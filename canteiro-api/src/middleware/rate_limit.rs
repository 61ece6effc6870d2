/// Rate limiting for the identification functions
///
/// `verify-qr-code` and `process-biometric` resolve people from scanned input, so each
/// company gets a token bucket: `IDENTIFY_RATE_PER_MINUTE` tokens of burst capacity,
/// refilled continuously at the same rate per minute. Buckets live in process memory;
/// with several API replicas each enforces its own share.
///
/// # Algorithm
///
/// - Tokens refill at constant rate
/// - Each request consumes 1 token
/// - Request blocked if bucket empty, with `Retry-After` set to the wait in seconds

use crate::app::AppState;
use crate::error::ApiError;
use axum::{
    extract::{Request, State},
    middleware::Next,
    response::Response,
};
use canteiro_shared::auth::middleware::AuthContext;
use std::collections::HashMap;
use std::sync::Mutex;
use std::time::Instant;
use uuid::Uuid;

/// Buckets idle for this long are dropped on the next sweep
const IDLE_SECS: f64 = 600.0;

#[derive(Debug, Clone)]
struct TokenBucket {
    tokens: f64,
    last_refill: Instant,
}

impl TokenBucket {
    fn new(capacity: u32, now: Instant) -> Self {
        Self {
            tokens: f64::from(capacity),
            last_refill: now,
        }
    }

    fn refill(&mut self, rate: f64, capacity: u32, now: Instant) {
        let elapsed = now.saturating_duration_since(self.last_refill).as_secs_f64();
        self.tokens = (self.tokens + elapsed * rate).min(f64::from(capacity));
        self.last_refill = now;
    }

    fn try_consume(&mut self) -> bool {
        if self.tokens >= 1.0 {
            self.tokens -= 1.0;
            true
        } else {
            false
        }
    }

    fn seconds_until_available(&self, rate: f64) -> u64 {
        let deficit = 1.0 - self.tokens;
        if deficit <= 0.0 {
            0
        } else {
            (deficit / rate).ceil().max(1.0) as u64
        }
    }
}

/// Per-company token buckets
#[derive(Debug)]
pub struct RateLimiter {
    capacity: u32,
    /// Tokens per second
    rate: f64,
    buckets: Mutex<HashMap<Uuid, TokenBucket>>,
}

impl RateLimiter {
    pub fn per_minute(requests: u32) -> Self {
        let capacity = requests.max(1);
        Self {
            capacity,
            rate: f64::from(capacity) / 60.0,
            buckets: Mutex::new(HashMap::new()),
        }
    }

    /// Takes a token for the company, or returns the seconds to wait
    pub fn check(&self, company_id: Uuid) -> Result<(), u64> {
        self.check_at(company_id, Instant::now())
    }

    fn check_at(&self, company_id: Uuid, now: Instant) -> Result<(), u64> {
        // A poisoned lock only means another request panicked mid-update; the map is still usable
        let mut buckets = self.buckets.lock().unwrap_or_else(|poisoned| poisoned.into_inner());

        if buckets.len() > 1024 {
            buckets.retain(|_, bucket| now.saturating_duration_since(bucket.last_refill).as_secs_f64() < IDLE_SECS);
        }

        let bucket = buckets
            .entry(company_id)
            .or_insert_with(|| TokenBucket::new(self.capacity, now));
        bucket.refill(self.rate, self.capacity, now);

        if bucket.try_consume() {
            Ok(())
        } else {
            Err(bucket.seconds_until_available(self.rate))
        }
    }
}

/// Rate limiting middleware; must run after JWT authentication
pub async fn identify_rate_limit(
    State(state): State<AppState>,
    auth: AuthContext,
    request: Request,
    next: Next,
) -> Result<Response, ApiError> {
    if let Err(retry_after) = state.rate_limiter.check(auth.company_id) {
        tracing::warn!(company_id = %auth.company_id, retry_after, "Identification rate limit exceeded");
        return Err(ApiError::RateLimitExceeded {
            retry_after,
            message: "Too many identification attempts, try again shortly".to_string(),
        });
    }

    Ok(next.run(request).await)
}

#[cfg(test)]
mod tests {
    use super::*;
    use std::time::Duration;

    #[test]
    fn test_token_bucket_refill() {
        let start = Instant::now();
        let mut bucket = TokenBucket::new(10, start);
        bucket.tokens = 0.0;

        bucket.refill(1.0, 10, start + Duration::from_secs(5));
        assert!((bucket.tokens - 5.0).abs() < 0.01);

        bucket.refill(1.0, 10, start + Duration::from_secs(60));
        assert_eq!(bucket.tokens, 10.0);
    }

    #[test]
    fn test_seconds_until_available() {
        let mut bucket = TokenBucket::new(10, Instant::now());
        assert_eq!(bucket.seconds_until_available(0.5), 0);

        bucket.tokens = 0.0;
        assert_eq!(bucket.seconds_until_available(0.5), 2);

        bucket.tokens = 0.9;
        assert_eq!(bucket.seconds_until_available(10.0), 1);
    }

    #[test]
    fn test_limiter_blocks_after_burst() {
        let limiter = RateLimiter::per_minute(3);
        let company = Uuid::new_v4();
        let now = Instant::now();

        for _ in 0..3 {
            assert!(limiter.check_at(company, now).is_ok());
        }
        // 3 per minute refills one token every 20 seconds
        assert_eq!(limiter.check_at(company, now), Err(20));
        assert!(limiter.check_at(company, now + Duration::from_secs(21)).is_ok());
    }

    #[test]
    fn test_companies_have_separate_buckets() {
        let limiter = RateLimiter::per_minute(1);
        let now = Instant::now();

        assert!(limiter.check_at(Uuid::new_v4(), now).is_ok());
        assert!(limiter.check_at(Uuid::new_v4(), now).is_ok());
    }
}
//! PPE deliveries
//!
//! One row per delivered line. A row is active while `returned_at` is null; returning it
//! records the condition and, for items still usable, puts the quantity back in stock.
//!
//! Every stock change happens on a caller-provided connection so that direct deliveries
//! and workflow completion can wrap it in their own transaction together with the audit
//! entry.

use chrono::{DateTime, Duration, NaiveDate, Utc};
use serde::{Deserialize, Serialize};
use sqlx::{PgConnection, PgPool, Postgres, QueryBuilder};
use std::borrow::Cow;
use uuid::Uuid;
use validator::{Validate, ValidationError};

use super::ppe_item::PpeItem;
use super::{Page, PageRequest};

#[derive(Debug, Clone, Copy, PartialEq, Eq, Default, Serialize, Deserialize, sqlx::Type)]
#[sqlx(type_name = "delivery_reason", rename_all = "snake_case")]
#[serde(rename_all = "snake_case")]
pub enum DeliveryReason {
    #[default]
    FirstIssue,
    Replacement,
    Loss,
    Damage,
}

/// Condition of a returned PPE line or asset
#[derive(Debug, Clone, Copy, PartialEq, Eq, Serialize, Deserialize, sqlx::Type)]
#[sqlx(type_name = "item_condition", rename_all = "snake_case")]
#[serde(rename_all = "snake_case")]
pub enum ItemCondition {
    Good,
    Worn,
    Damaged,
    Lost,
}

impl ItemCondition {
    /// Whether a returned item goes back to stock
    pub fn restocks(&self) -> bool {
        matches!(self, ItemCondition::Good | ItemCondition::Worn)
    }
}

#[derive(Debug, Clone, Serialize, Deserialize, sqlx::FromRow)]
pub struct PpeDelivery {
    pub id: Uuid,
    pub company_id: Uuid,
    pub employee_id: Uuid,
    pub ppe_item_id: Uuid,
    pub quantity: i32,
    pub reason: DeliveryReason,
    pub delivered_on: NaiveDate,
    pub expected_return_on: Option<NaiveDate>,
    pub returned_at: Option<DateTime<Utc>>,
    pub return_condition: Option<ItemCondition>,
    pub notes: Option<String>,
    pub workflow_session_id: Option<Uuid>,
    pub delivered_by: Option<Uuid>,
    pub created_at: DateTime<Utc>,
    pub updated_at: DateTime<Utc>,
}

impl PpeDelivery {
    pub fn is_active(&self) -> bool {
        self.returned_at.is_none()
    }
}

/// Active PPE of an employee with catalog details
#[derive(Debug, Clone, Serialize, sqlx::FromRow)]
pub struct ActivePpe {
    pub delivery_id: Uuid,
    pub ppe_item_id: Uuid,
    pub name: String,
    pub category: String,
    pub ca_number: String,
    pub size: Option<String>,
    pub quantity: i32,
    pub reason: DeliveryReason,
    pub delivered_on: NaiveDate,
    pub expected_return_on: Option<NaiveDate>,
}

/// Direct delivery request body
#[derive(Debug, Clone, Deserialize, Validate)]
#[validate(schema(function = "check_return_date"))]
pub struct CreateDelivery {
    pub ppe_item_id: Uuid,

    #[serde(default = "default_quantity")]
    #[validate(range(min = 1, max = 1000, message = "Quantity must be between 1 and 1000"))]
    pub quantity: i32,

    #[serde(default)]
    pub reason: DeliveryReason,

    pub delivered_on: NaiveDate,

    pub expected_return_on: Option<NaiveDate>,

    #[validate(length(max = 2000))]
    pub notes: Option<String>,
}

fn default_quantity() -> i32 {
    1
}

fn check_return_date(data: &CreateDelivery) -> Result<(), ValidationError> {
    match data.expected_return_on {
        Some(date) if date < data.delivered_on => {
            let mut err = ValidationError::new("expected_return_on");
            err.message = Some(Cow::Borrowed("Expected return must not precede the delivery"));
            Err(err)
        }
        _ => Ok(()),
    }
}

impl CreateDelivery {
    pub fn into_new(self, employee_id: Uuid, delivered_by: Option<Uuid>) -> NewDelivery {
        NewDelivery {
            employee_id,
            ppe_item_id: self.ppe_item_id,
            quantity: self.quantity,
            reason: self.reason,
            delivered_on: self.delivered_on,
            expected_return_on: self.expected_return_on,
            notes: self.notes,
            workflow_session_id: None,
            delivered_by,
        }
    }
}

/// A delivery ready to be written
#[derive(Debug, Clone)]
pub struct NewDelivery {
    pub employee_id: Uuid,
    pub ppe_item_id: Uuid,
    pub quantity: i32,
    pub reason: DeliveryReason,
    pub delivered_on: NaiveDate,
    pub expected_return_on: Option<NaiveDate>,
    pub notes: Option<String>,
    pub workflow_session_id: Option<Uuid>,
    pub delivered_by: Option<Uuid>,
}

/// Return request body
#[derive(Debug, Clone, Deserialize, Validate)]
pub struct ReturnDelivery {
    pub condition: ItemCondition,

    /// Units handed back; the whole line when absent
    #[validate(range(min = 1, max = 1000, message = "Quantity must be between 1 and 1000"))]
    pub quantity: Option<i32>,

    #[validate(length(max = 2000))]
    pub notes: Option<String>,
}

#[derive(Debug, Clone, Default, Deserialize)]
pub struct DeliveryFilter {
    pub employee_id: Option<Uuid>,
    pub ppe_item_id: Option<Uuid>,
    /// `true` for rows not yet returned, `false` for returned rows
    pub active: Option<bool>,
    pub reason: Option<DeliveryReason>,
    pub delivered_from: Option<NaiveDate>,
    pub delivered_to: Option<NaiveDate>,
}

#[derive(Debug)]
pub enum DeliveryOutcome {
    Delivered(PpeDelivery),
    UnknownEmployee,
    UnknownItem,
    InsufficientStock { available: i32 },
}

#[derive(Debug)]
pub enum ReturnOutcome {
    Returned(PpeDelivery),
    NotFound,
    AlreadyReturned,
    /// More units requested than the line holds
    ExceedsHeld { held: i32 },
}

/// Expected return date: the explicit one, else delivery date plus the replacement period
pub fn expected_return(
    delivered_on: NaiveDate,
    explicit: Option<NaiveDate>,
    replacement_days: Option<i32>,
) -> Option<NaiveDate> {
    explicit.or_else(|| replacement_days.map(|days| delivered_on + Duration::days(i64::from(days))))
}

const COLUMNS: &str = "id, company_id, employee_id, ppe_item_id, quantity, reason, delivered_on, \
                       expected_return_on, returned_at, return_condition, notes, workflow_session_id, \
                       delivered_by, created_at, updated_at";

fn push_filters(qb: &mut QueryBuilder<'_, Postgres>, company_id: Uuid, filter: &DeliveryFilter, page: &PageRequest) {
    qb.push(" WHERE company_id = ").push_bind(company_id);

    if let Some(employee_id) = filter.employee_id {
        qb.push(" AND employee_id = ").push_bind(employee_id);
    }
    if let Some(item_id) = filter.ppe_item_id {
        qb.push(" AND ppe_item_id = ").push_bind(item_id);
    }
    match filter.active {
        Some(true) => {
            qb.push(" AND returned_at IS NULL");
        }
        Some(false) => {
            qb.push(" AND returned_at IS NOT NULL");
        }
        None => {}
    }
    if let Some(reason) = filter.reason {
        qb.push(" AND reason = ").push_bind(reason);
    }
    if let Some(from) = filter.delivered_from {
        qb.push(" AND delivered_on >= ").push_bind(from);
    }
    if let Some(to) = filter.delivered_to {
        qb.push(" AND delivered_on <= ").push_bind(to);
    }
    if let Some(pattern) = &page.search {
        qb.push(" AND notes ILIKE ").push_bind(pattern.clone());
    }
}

◆ ◆ ◆ ◆ ◆ ◆ ◆

Task item: The lines above that hold the string "limiting" are to be located and copied.

Written response:
/// Rate limiting for the identification functions
/// Rate limiting middleware; must run after JWT authentication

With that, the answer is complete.